▶ [Problem to solve]
Count the lines in the listing below that contain the word "content" and report that number alone.
BEGIN Material provided
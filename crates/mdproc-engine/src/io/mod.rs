use std::fs;
use std::path::{Path, PathBuf};

#[derive(Debug, thiserror::Error)]
pub enum IoError {
    #[error("File not found: {0}")]
    NotFound(PathBuf),
    #[error("IO error: {0}")]
    Io(#[from] std::io::Error),
}

/// Turn a command line argument into a path.
///
/// Accepts a plain path or a `file://` URI (`file:///abs/path`,
/// `file://localhost/abs/path`).
pub fn resolve_input(arg: &str) -> PathBuf {
    match arg.strip_prefix("file://") {
        Some(rest) => {
            let rest = rest.strip_prefix("localhost").unwrap_or(rest);
            PathBuf::from(rest)
        }
        None => PathBuf::from(arg),
    }
}

/// Read a markdown file and return its content
pub fn read_input(path: &Path) -> Result<String, IoError> {
    if !path.exists() {
        return Err(IoError::NotFound(path.to_path_buf()));
    }
    fs::read_to_string(path).map_err(IoError::Io)
}

/// Write rendered HTML followed by a line separator.
///
/// Returns the number of bytes written.
pub fn write_output(path: &Path, html: &str) -> Result<usize, IoError> {
    // Create parent directories if they don't exist
    if let Some(parent) = path.parent()
        && !parent.as_os_str().is_empty()
    {
        fs::create_dir_all(parent).map_err(IoError::Io)?;
    }

    let content = format!("{html}\n");
    fs::write(path, &content).map_err(IoError::Io)?;
    Ok(content.len())
}

#[cfg(test)]
mod tests {
    use super::*;
    use pretty_assertions::assert_eq;
    use rstest::rstest;
    use tempfile::TempDir;

    #[rstest]
    #[case("notes/today.md", "notes/today.md")]
    #[case("/tmp/in.md", "/tmp/in.md")]
    #[case("file:///tmp/in.md", "/tmp/in.md")]
    #[case("file://localhost/tmp/in.md", "/tmp/in.md")]
    fn test_resolve_input(#[case] arg: &str, #[case] expected: &str) {
        assert_eq!(resolve_input(arg), PathBuf::from(expected));
    }

    #[test]
    fn test_read_input() {
        let dir = TempDir::new().unwrap();
        let path = dir.path().join("in.md");
        fs::write(&path, "# Title\n").unwrap();

        assert_eq!(read_input(&path).unwrap(), "# Title\n");
    }

    #[test]
    fn test_read_missing_input() {
        let dir = TempDir::new().unwrap();
        let path = dir.path().join("missing.md");

        let err = read_input(&path).unwrap_err();
        assert!(matches!(err, IoError::NotFound(ref p) if *p == path));
        assert!(err.to_string().starts_with("File not found"));
    }

    #[test]
    fn test_read_directory_is_io_error() {
        let dir = TempDir::new().unwrap();

        let err = read_input(dir.path()).unwrap_err();
        assert!(matches!(err, IoError::Io(_)));
    }

    #[test]
    fn test_write_output_appends_newline() {
        let dir = TempDir::new().unwrap();
        let path = dir.path().join("out.html");

        let written = write_output(&path, "<p>x </p>").unwrap();

        assert_eq!(fs::read_to_string(&path).unwrap(), "<p>x </p>\n");
        assert_eq!(written, 10);
    }

    #[test]
    fn test_write_output_creates_parent_dirs() {
        let dir = TempDir::new().unwrap();
        let path = dir.path().join("site").join("pages").join("out.html");

        write_output(&path, "html").unwrap();

        assert!(path.exists());
    }

    #[test]
    fn test_write_output_overwrites() {
        let dir = TempDir::new().unwrap();
        let path = dir.path().join("out.html");
        fs::write(&path, "old content that is longer").unwrap();

        write_output(&path, "new").unwrap();

        assert_eq!(fs::read_to_string(&path).unwrap(), "new\n");
    }
}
END Material provided
▶ [Your response]
5